Warto by pies znajdował się na gładkiej podłodze (bez dywanów) - ograniczy to gromadzenie się ładunków elektrycznych w sierści. Dodatkowo można wytrzeć psa specjalną ściereczką antystatyczną do odzieży lub po prostu użyć zraszacza z wodą. Niektóre psy dobrze reagują na specjalną kamizelkę przeciwburzową, wywiera ona stały i równomierny ucisk na zwierzę, co ma działać kojąco i uspokajająco. Ponadto od spodu jest wyłożona metaliczną powłoką, która rozładowuje napięcie i zapobiega dalszemu elektryzowaniu się psa. W czasie burzy pomaga też towarzystwo innych psów, które nie wykazują lęku przed burzą, pies szybko uczy się na podstawie ich spokojnego zachowania i wnioskuje, ze nic mu nie zagraża.

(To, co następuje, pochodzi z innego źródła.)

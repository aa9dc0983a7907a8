// src/fetcher.rs
use std::sync::Arc;
use std::time::Duration;
use tokio::time::timeout;
use tracing::{debug, error, info, warn};

use crate::governor::ConcurrencyGovernor;
use crate::models::{token_symbol, Balance};
use crate::rate_limiter::RateLimiter;
use crate::rotator::EndpointRotator;
use crate::rpc::{balance_request, classify, AttemptOutcome, RpcError, RpcTransport};

/// Per-request timeout
pub const REQUEST_TIMEOUT: Duration = Duration::from_secs(10);

/// Fetches one native balance with failover across a network's endpoints.
///
/// The retry budget is one attempt per configured endpoint. Every fetch walks the
/// list from the primary endpoint, and every failed attempt (rate limit or any
/// other error) advances the network's shared rotation cursor before moving on.
/// A fetch never fails: when the budget runs out it returns a zero balance and
/// the cause only shows up in the logs.
#[derive(Clone)]
pub struct BalanceFetcher {
    transport: Arc<dyn RpcTransport>,
    rotator: Arc<EndpointRotator>,
    limiter: Arc<RateLimiter>,
    governor: ConcurrencyGovernor,
    request_timeout: Duration,
}

impl BalanceFetcher {
    pub fn new(
        transport: Arc<dyn RpcTransport>,
        rotator: Arc<EndpointRotator>,
        limiter: Arc<RateLimiter>,
        governor: ConcurrencyGovernor,
        request_timeout: Duration,
    ) -> Self {
        Self {
            transport,
            rotator,
            limiter,
            governor,
            request_timeout,
        }
    }

    pub async fn fetch(&self, address: &str, network: &str) -> Balance {
        let endpoints = self.rotator.endpoints(network);
        if endpoints.is_empty() {
            error!("No RPC endpoints configured for {}", network);
            return Balance::zero(network);
        }

        let mut last_error: Option<String> = None;

        for (attempt, rpc_url) in endpoints.iter().enumerate() {
            match self.attempt(address, network, rpc_url).await {
                AttemptOutcome::Success(amount) => {
                    return Balance::new(network, amount, token_symbol(network));
                }
                AttemptOutcome::RateLimited(reason) => {
                    warn!("Rate limit reached for {} at {}: {}", network, rpc_url, reason);
                    last_error = Some(format!("rate limited: {}", reason));
                }
                AttemptOutcome::Failed(err) => {
                    error!("Error getting balance for {} ({}): {}", network, rpc_url, err);
                    last_error = Some(err.to_string());
                }
            }

            if let Some(previous) = self.rotator.advance(network) {
                debug!("{} rotation cursor moved past {}", network, previous);
            }
            if let Some(next) = endpoints.get(attempt + 1) {
                info!("Switching to next RPC for {}: {}", network, next);
            }
        }

        error!(
            "All {} RPCs failed for {} ({}). Last error: {}. Cursor at {} after {} rotations",
            endpoints.len(),
            network,
            address,
            last_error.as_deref().unwrap_or("none"),
            self.rotator.current(network).unwrap_or_default(),
            self.rotator.rotations(network),
        );
        Balance::zero(network)
    }

    /// One permit-gated, rate-limited, time-bounded request
    async fn attempt(&self, address: &str, network: &str, rpc_url: &str) -> AttemptOutcome {
        let _permit = match self.governor.acquire().await {
            Ok(permit) => permit,
            Err(_) => return AttemptOutcome::Failed(RpcError::GovernorClosed),
        };

        self.limiter.wait(network).await;

        debug!("📡 Sending eth_getBalance → {} ({}, {})", rpc_url, network, address);
        let payload = balance_request(address);

        match timeout(self.request_timeout, self.transport.post(rpc_url, &payload)).await {
            Ok(Ok(reply)) => classify(&reply),
            Ok(Err(e)) => AttemptOutcome::Failed(e),
            Err(_) => AttemptOutcome::Failed(RpcError::Timeout),
        }
    }
}
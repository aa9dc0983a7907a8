// src/config.rs
use dotenvy::dotenv;
use serde::Deserialize;
use std::{
    collections::HashMap,
    env,
    path::{Path, PathBuf},
    time::Duration,
};
use thiserror::Error;
use tracing::info;

use crate::fetcher::REQUEST_TIMEOUT;
use crate::governor::MAX_CONCURRENT_REQUESTS;
use crate::rate_limiter::MIN_REQUEST_INTERVAL;
use crate::scheduler::CHUNK_COUNT;

/// Upper bound for `min_request_interval_secs` (one day)
const MAX_REQUEST_INTERVAL_SECS: f64 = 86_400.0;

/// One network and its RPC endpoints, in the order they appear in the file
#[derive(Debug, Clone, PartialEq)]
pub struct NetworkConfig {
    pub name: String,
    pub rpcs: Vec<String>,
}

/// Engine tunables (`[engine]`, every key optional)
#[derive(Debug, Clone, Deserialize)]
#[serde(default)]
pub struct EngineSettings {
    pub min_request_interval_secs: f64,
    pub max_concurrent_requests: usize,
    pub request_timeout_secs: u64,
    pub chunk_count: usize,
}

impl Default for EngineSettings {
    fn default() -> Self {
        Self {
            min_request_interval_secs: MIN_REQUEST_INTERVAL.as_secs_f64(),
            max_concurrent_requests: MAX_CONCURRENT_REQUESTS,
            request_timeout_secs: REQUEST_TIMEOUT.as_secs(),
            chunk_count: CHUNK_COUNT,
        }
    }
}

impl EngineSettings {
    pub fn min_request_interval(&self) -> Duration {
        Duration::try_from_secs_f64(self.min_request_interval_secs)
            .unwrap_or(MIN_REQUEST_INTERVAL)
    }

    pub fn request_timeout(&self) -> Duration {
        Duration::from_secs(self.request_timeout_secs)
    }
}

#[derive(Debug, Clone)]
pub struct Config {
    pub networks: Vec<NetworkConfig>,
    pub thresholds: HashMap<String, f64>, // lowercase network name -> highlight threshold
    pub engine: EngineSettings,
    pub wallets_path: PathBuf,
    pub report_dir: PathBuf,
}

impl Config {
    pub fn network_names(&self) -> Vec<String> {
        self.networks.iter().map(|n| n.name.clone()).collect()
    }
}

/// Configuration errors
#[derive(Debug, Error)]
pub enum ConfigError {
    #[error("Failed to read config file: {0}")]
    IoError(#[from] std::io::Error),
    #[error("Failed to parse TOML: {0}")]
    ParseError(#[from] toml::de::Error),
    #[error("Validation failed: {0}")]
    ValidationError(String),
}

#[derive(Debug, Deserialize)]
struct FileConfig {
    networks: toml::Table,
    #[serde(default)]
    thresholds: HashMap<String, f64>,
    #[serde(default)]
    engine: EngineSettings,
}

#[derive(Debug, Deserialize)]
struct NetworkSection {
    rpcs: Vec<String>,
}

/// Load everything from the environment (and `.env`), then the TOML file it points at
pub fn load() -> eyre::Result<Config> {
    dotenv().ok();

    let config_path = env::var("CONFIG_PATH").unwrap_or_else(|_| "config.toml".to_string());
    let mut cfg = load_config(&config_path)?;

    if let Ok(path) = env::var("WALLETS_PATH") {
        cfg.wallets_path = PathBuf::from(path);
    }
    if let Ok(dir) = env::var("REPORT_DIR") {
        cfg.report_dir = PathBuf::from(dir);
    }

    info!("Loaded config from {}:", config_path);
    for network in &cfg.networks {
        info!("  {}: {} RPCs", network.name, network.rpcs.len());
    }
    info!("  Thresholds: {:?}", cfg.thresholds);
    info!("  Engine: {:?}", cfg.engine);

    Ok(cfg)
}

/// Load and validate a TOML config file
pub fn load_config<P: AsRef<Path>>(path: P) -> Result<Config, ConfigError> {
    let content = std::fs::read_to_string(path)?;
    parse_config(&content)
}

pub fn parse_config(content: &str) -> Result<Config, ConfigError> {
    let file: FileConfig = toml::from_str(content)?;

    let mut networks = Vec::with_capacity(file.networks.len());
    for (name, value) in file.networks {
        let section: NetworkSection = value.try_into()?;
        networks.push(NetworkConfig {
            name,
            rpcs: section.rpcs.into_iter().map(|u| u.trim().to_string()).collect(),
        });
    }

    let thresholds = file
        .thresholds
        .into_iter()
        .map(|(network, value)| (network.to_lowercase(), value))
        .collect();

    let cfg = Config {
        networks,
        thresholds,
        engine: file.engine,
        wallets_path: PathBuf::from("wallets.txt"),
        report_dir: PathBuf::from("."),
    };
    cfg.validate()?;
    Ok(cfg)
}

impl Config {
    pub fn validate(&self) -> Result<(), ConfigError> {
        if self.networks.is_empty() {
            return Err(ConfigError::ValidationError(
                "at least one network must be configured".to_string(),
            ));
        }

        for network in &self.networks {
            if network.rpcs.is_empty() {
                return Err(ConfigError::ValidationError(format!(
                    "network {} has no rpcs",
                    network.name
                )));
            }
            if network.rpcs.iter().any(|u| u.is_empty()) {
                return Err(ConfigError::ValidationError(format!(
                    "network {} has an empty rpc url",
                    network.name
                )));
            }
        }

        let interval = self.engine.min_request_interval_secs;
        let representable = Duration::try_from_secs_f64(interval).is_ok();
        if !representable || interval > MAX_REQUEST_INTERVAL_SECS {
            return Err(ConfigError::ValidationError(format!(
                "min_request_interval_secs must be between 0 and {}, got {}",
                MAX_REQUEST_INTERVAL_SECS, interval
            )));
        }
        if self.engine.max_concurrent_requests == 0 {
            return Err(ConfigError::ValidationError(
                "max_concurrent_requests must be > 0".to_string(),
            ));
        }
        if self.engine.request_timeout_secs == 0 {
            return Err(ConfigError::ValidationError(
                "request_timeout_secs must be > 0".to_string(),
            ));
        }
        if self.engine.chunk_count == 0 {
            return Err(ConfigError::ValidationError(
                "chunk_count must be > 0".to_string(),
            ));
        }

        Ok(())
    }
}
//! Server resolution
//!
//! Translates what the caller asked for on the command line (an explicit
//! server name and/or an addon kind) into one concrete server from a loaded
//! config. Resolution is strictly read-only; creating servers is a separate,
//! explicitly-invoked path on the service.

use crate::config::{AuthConfig, AuthServer};
use crate::error::{AuthError, Result};

/// What the caller supplied to identify a server.
///
/// Passed explicitly into [`ServerResolver::resolve`] rather than held as
/// process-wide state, so the core stays testable without a CLI.
#[derive(Debug, Clone, Default)]
pub struct ServerQuery {
    /// Explicit server name; takes precedence over everything else.
    pub server_name: Option<String>,
    /// Addon kind to match when no explicit name was given.
    pub kind: Option<String>,
}

impl ServerQuery {
    pub fn by_name(name: impl Into<String>) -> Self {
        Self {
            server_name: Some(name.into()),
            kind: None,
        }
    }

    pub fn by_kind(kind: impl Into<String>) -> Self {
        Self {
            server_name: None,
            kind: Some(kind.into()),
        }
    }

    fn describe(&self) -> String {
        match (&self.server_name, &self.kind) {
            (Some(name), _) => format!("server name {:?}", name),
            (None, Some(kind)) => format!("kind {:?}", kind),
            (None, None) => "an empty query".to_string(),
        }
    }
}

/// Resolves a [`ServerQuery`] against a loaded config.
///
/// The fallback kind applied when a query carries neither a name nor a kind
/// is an explicit option here, configured by the caller; the core has no
/// built-in notion of a default addon kind.
#[derive(Debug, Clone, Default)]
pub struct ServerResolver {
    default_kind: Option<String>,
}

impl ServerResolver {
    pub fn new() -> Self {
        Self::default()
    }

    /// Resolver that falls back to this kind for queries that name nothing.
    /// Gives deterministic behavior for single-addon setups.
    pub fn with_default_kind(kind: impl Into<String>) -> Self {
        Self {
            default_kind: Some(kind.into()),
        }
    }

    /// Find the server the query refers to.
    ///
    /// Precedence: explicit name (exact match), then explicit kind (first in
    /// insertion order), then the configured default kind. Anything that does
    /// not match is [`AuthError::ServerNotFound`]; this never creates entries.
    pub fn resolve<'a>(&self, config: &'a AuthConfig, query: &ServerQuery) -> Result<&'a AuthServer> {
        self.resolve_index(config, query).map(|idx| &config.servers[idx])
    }

    /// Like [`ServerResolver::resolve`] but returns the position of the match,
    /// for callers that need to mutate the server afterwards.
    pub fn resolve_index(&self, config: &AuthConfig, query: &ServerQuery) -> Result<usize> {
        if let Some(name) = query.server_name.as_deref() {
            return config
                .servers
                .iter()
                .position(|s| s.name == name)
                .ok_or_else(|| self.not_found(config, query));
        }

        let kind = query.kind.as_deref().or(self.default_kind.as_deref());
        if let Some(kind) = kind {
            let matches = config.servers.iter().filter(|s| s.kind == kind).count();
            if matches > 1 {
                tracing::debug!(
                    kind,
                    matches,
                    "multiple servers match kind, using first by insertion order"
                );
            }
            return config
                .servers
                .iter()
                .position(|s| s.kind == kind)
                .ok_or_else(|| self.not_found(config, query));
        }

        Err(self.not_found(config, query))
    }

    fn not_found(&self, config: &AuthConfig, query: &ServerQuery) -> AuthError {
        let query = match (&query.server_name, &query.kind, &self.default_kind) {
            (None, None, Some(kind)) => format!("default kind {:?}", kind),
            _ => query.describe(),
        };
        AuthError::ServerNotFound {
            query,
            known_servers: config.server_names(),
        }
    }
}

#[cfg(test)]
mod tests {
    use super::*;
    use pretty_assertions::assert_eq;

    fn two_anchore_servers() -> AuthConfig {
        let mut config = AuthConfig::default();
        config.get_or_create_server("a", "https://a.example.com", "anchore");
        config.get_or_create_server("b", "https://b.example.com", "anchore");
        config
    }

    #[test]
    fn test_kind_resolution_is_first_by_insertion_order() {
        let config = two_anchore_servers();
        let resolver = ServerResolver::new();

        let server = resolver.resolve(&config, &ServerQuery::by_kind("anchore")).unwrap();
        assert_eq!(server.name, "a");
    }

    #[test]
    fn test_explicit_name_beats_kind_order() {
        let config = two_anchore_servers();
        let resolver = ServerResolver::new();

        let server = resolver.resolve(&config, &ServerQuery::by_name("b")).unwrap();
        assert_eq!(server.name, "b");
    }

    #[test]
    fn test_name_takes_precedence_over_kind_in_one_query() {
        let mut config = two_anchore_servers();
        config.get_or_create_server("jira", "https://jira.example.com", "jira");
        let resolver = ServerResolver::new();

        let query = ServerQuery {
            server_name: Some("jira".to_string()),
            kind: Some("anchore".to_string()),
        };
        assert_eq!(resolver.resolve(&config, &query).unwrap().name, "jira");
    }

    #[test]
    fn test_default_kind_applies_to_empty_query() {
        let mut config = AuthConfig::default();
        config.get_or_create_server("tracker", "https://tracker.example.com", "addon");
        let resolver = ServerResolver::with_default_kind("addon");

        let server = resolver.resolve(&config, &ServerQuery::default()).unwrap();
        assert_eq!(server.name, "tracker");
    }

    #[test]
    fn test_empty_query_without_default_kind_fails() {
        let config = two_anchore_servers();
        let resolver = ServerResolver::new();

        let err = resolver.resolve(&config, &ServerQuery::default()).unwrap_err();
        assert!(matches!(err, AuthError::ServerNotFound { .. }));
    }

    #[test]
    fn test_unknown_name_lists_known_servers() {
        let config = two_anchore_servers();
        let resolver = ServerResolver::new();

        let err = resolver
            .resolve(&config, &ServerQuery::by_name("missing"))
            .unwrap_err();
        match err {
            AuthError::ServerNotFound { known_servers, .. } => {
                assert_eq!(known_servers, vec!["a".to_string(), "b".to_string()]);
            }
            other => panic!("expected ServerNotFound, got {:?}", other),
        }
    }

    #[test]
    fn test_resolution_never_creates_servers() {
        let config = AuthConfig::default();
        let resolver = ServerResolver::with_default_kind("addon");

        assert!(resolver.resolve(&config, &ServerQuery::by_kind("anchore")).is_err());
        assert!(config.servers.is_empty());
    }
}
//! Shared helper functions for CLI commands
//!
//! - `open_service()` - Opens the auth config service from the `--config`
//!   flag or the standard per-user location

use std::path::Path;

use miette::Result;
use tokenvault_core::{AuthConfigService, ConfigStore};

/// Open the auth config service.
///
/// This is the canonical way commands get at the config: an explicit
/// `--config` path wins, otherwise the standard per-user location is used.
pub fn open_service(config_path: Option<&Path>) -> Result<AuthConfigService> {
    let store = match config_path {
        Some(path) => ConfigStore::new(path),
        None => ConfigStore::from_standard_location(),
    };
    tracing::debug!(path = %store.path().display(), "opening auth config");
    Ok(AuthConfigService::load(store)?)
}
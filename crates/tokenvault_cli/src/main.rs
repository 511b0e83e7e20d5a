mod commands;
mod helpers;
mod output;

use std::path::PathBuf;

use clap::{Parser, Subcommand};
use miette::Result;

#[derive(Parser)]
#[command(name = "tokenvault")]
#[command(about = "Local registry of API tokens for addon servers")]
#[command(version)]
struct Cli {
    #[command(subcommand)]
    command: Commands,

    /// Auth config file path (defaults to the standard per-user location)
    #[arg(long, short = 'c', global = true)]
    config: Option<PathBuf>,

    /// Enable debug logging
    #[arg(long, global = true)]
    debug: bool,
}

#[derive(Subcommand)]
enum Commands {
    /// Addon API token management
    Token {
        #[command(subcommand)]
        cmd: TokenCommands,
    },
}

#[derive(Subcommand)]
enum TokenCommands {
    /// Delete one or more users' API tokens for an addon server
    Delete {
        /// Usernames whose tokens should be removed
        #[arg(required = true)]
        usernames: Vec<String>,

        /// Addon server name
        #[arg(long, short = 's')]
        server: Option<String>,

        /// The kind of addon, e.g. "anchore"
        #[arg(long, short = 'k')]
        kind: Option<String>,
    },
    /// Store an API token for a user on an addon server
    Create {
        /// Username the token belongs to
        username: String,

        /// Addon server name (defaults to the kind)
        #[arg(long, short = 's')]
        server: Option<String>,

        /// Addon server URL (required when the server is new)
        #[arg(long, short = 'u')]
        url: Option<String>,

        /// The kind of addon, e.g. "anchore"
        #[arg(long, short = 'k')]
        kind: Option<String>,

        /// The token value; prompted for interactively when omitted
        #[arg(long)]
        api_token: Option<String>,
    },
    /// List addon servers and the users holding tokens on them
    List,
}

fn main() -> Result<()> {
    miette::set_hook(Box::new(|_| {
        Box::new(
            miette::MietteHandlerOpts::new()
                .terminal_links(true)
                .with_cause_chain()
                .color(true)
                .build(),
        )
    }))?;
    miette::set_panic_hook();
    let cli = Cli::parse();

    init_tracing(cli.debug);

    let config_path = cli.config.as_deref();
    match cli.command {
        Commands::Token { cmd } => match cmd {
            TokenCommands::Delete {
                usernames,
                server,
                kind,
            } => commands::token::delete(config_path, server, kind, &usernames),
            TokenCommands::Create {
                username,
                server,
                url,
                kind,
                api_token,
            } => commands::token::create(config_path, server, url, kind, &username, api_token),
            TokenCommands::List => commands::token::list(config_path),
        },
    }
}

fn init_tracing(debug: bool) {
    use tracing_subscriber::EnvFilter;

    let env_filter = if debug {
        EnvFilter::new("tokenvault_core=debug,tokenvault_cli=debug,info")
    } else {
        EnvFilter::new("tokenvault_core=warn,tokenvault_cli=warn,warn")
    };

    tracing_subscriber::fmt()
        .with_env_filter(env_filter)
        .with_target(false)
        .with_writer(std::io::stderr)
        .init();
}
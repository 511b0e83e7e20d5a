//! Auth configuration model for tokenvault
//!
//! This module provides the in-memory representation of addon servers and
//! their per-user API tokens. Operations here are pure: loading and saving
//! live in [`crate::store`].

use chrono::{DateTime, Utc};
use serde::{Deserialize, Serialize};

use crate::error::{AuthError, Result};

/// Root aggregate: every addon server known locally, in insertion order.
///
/// Server names are unique within the sequence. Insertion order is preserved
/// so output and kind-based resolution stay deterministic.
#[derive(Debug, Clone, Default, PartialEq, Serialize, Deserialize)]
pub struct AuthConfig {
    /// Registered addon servers.
    #[serde(default, skip_serializing_if = "Vec::is_empty")]
    pub servers: Vec<AuthServer>,

    /// Name of the server treated as current/default, if one has been set.
    #[serde(skip_serializing_if = "Option::is_none")]
    pub current_server: Option<String>,
}

/// One addon endpoint and the users holding tokens for it.
#[derive(Debug, Clone, Default, PartialEq, Serialize, Deserialize)]
pub struct AuthServer {
    /// Unique key within the config.
    pub name: String,
    pub url: String,
    /// Addon type tag, e.g. "anchore".
    pub kind: String,
    #[serde(default, skip_serializing_if = "Vec::is_empty")]
    pub users: Vec<UserAuth>,
}

/// One credential entry on a server.
#[derive(Debug, Clone, Default, PartialEq, Serialize, Deserialize)]
pub struct UserAuth {
    pub username: String,
    /// Opaque secret; never logged.
    pub api_token: String,
    #[serde(skip_serializing_if = "Option::is_none")]
    pub created_at: Option<DateTime<Utc>>,
}

impl AuthConfig {
    /// Exact-match lookup by unique server name.
    pub fn find_server(&self, name: &str) -> Option<&AuthServer> {
        self.servers.iter().find(|s| s.name == name)
    }

    /// Mutable exact-match lookup by unique server name.
    pub fn find_server_mut(&mut self, name: &str) -> Option<&mut AuthServer> {
        self.servers.iter_mut().find(|s| s.name == name)
    }

    /// First server whose kind matches, in insertion order.
    ///
    /// With multiple servers of one kind this is deliberately first-wins;
    /// callers that need a specific one must look up by exact name.
    pub fn find_server_by_kind(&self, kind: &str) -> Option<&AuthServer> {
        self.servers.iter().find(|s| s.kind == kind)
    }

    /// The server named by `current_server`, if set and still present.
    pub fn current_server(&self) -> Option<&AuthServer> {
        self.current_server
            .as_deref()
            .and_then(|name| self.find_server(name))
    }

    /// Returns the existing server with this name, or appends a new
    /// zero-user entry. Never produces a duplicate name.
    pub fn get_or_create_server(&mut self, name: &str, url: &str, kind: &str) -> &mut AuthServer {
        let idx = match self.servers.iter().position(|s| s.name == name) {
            Some(idx) => idx,
            None => {
                tracing::debug!(server = name, kind, "registering new addon server");
                self.servers.push(AuthServer {
                    name: name.to_string(),
                    url: url.to_string(),
                    kind: kind.to_string(),
                    users: Vec::new(),
                });
                self.servers.len() - 1
            }
        };
        &mut self.servers[idx]
    }

    /// Names of all registered servers, for error reporting.
    pub fn server_names(&self) -> Vec<String> {
        self.servers.iter().map(|s| s.name.clone()).collect()
    }
}

impl AuthServer {
    pub fn find_user(&self, username: &str) -> Option<&UserAuth> {
        self.users.iter().find(|u| u.username == username)
    }

    /// Inserts a new credential or overwrites the token of an existing one,
    /// preserving its position and creation timestamp.
    pub fn add_or_update_user(&mut self, username: &str, api_token: &str) {
        match self.users.iter_mut().find(|u| u.username == username) {
            Some(user) => {
                user.api_token = api_token.to_string();
                tracing::debug!(server = %self.name, username, "updated API token");
            }
            None => {
                self.users.push(UserAuth {
                    username: username.to_string(),
                    api_token: api_token.to_string(),
                    created_at: Some(Utc::now()),
                });
                tracing::debug!(server = %self.name, username, "added API token");
            }
        }
    }

    /// Removes the credential for `username`.
    ///
    /// Deleting an absent user is an error, not a no-op: callers batching
    /// deletions rely on the failure to abort before anything is persisted.
    pub fn delete_user(&mut self, username: &str) -> Result<()> {
        match self.users.iter().position(|u| u.username == username) {
            Some(idx) => {
                self.users.remove(idx);
                tracing::debug!(server = %self.name, username, "deleted API token");
                Ok(())
            }
            None => Err(AuthError::UserNotFound {
                username: username.to_string(),
                server: self.name.clone(),
                known_users: self.users.iter().map(|u| u.username.clone()).collect(),
            }),
        }
    }
}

Desensytyzacja, czyli „odwrażliwienie”

Jeżeli nasz pies boi się przede wszystkim głośnych grzmotów, warto wypróbować terapię „odwrażliwiającą” w postaci stopniowego oswajania go z odgłosem burzy. Należy kilka razy dziennie puszczać nagrania z odgłosem burzy, zaczynając od niewielkiego natężenia głosu. Gdy pies oswoi się z nimi stopniowo zwiększamy głośność, jednak cały czas obserwując, czy nie okaże on strachu, jeśli to nastąpi, wracamy do poprzedniej głośności. Terapia zwykle jest długotrwała, a właściciel musi wykazać się cierpliwością. Gdy już nasz pies oswoi się z bardzo głośnymi dźwiękami, dołączmy dodatkowo w trakcie nich interesującą zabawę lub nagrody w postaci smakołyków, by dźwięk grzmotu kojarzył się psu z czymś miłym. Pamietajmy, ze ćwiczenia te należy wykonywać tylko gdy nie ma prawdziwej burzy.

Leki uspokajające

Gdy wszystkie inne metody zawiodą, a nasz pies wykazuje lęk który jest nie do opanowania, należy zasięgnąć porady lekarza weterynarii, który dobierze najlepszy środek uspokajający dla naszego pupila. Na rynku jest wiele preparatów poczynając od substancji ziołowych, poprzez psie feromony (spraye, dyfuzory, obroże) poprzez silne leki uspokajające. Należy uzbroić się w cierpliwość i pamiętać, ze z reguły odbywa się to na zasadzie metody prób i błędów, ponieważ to co silnie zadziałą na jednego psa, może w cale nie uspokoić innego.
Poza stosowaniem środków farmakologicznych, które są rozwiązaniem chwilowym, należy również zasięgnąć porady behawiorysty, który pomoże nam leczyć lęk przed burzą u naszego psa.